Try it - Only the lines with the string "local" are needed; return each of them from the entries below.
─── Source material
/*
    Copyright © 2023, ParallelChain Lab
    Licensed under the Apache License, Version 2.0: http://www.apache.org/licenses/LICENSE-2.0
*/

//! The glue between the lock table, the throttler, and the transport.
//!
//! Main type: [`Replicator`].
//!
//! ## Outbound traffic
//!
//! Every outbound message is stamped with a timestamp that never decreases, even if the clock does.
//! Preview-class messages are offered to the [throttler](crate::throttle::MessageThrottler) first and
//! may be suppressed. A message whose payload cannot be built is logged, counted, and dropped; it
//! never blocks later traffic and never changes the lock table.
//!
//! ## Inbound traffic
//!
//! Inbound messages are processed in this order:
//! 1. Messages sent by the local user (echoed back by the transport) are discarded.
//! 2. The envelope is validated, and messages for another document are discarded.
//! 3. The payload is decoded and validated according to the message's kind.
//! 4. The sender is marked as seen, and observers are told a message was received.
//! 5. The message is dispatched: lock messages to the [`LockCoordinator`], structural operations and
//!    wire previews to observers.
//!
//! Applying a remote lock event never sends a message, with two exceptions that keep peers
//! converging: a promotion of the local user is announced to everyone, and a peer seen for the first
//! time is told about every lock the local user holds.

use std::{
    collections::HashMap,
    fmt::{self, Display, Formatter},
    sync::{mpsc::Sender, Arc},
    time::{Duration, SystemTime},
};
──────
Output of the task -
//! 1. Messages sent by the local user (echoed back by the transport) are discarded.
//! converging: a promotion of the local user is announced to everyone, and a peer seen for the first
//! time is told about every lock the local user holds.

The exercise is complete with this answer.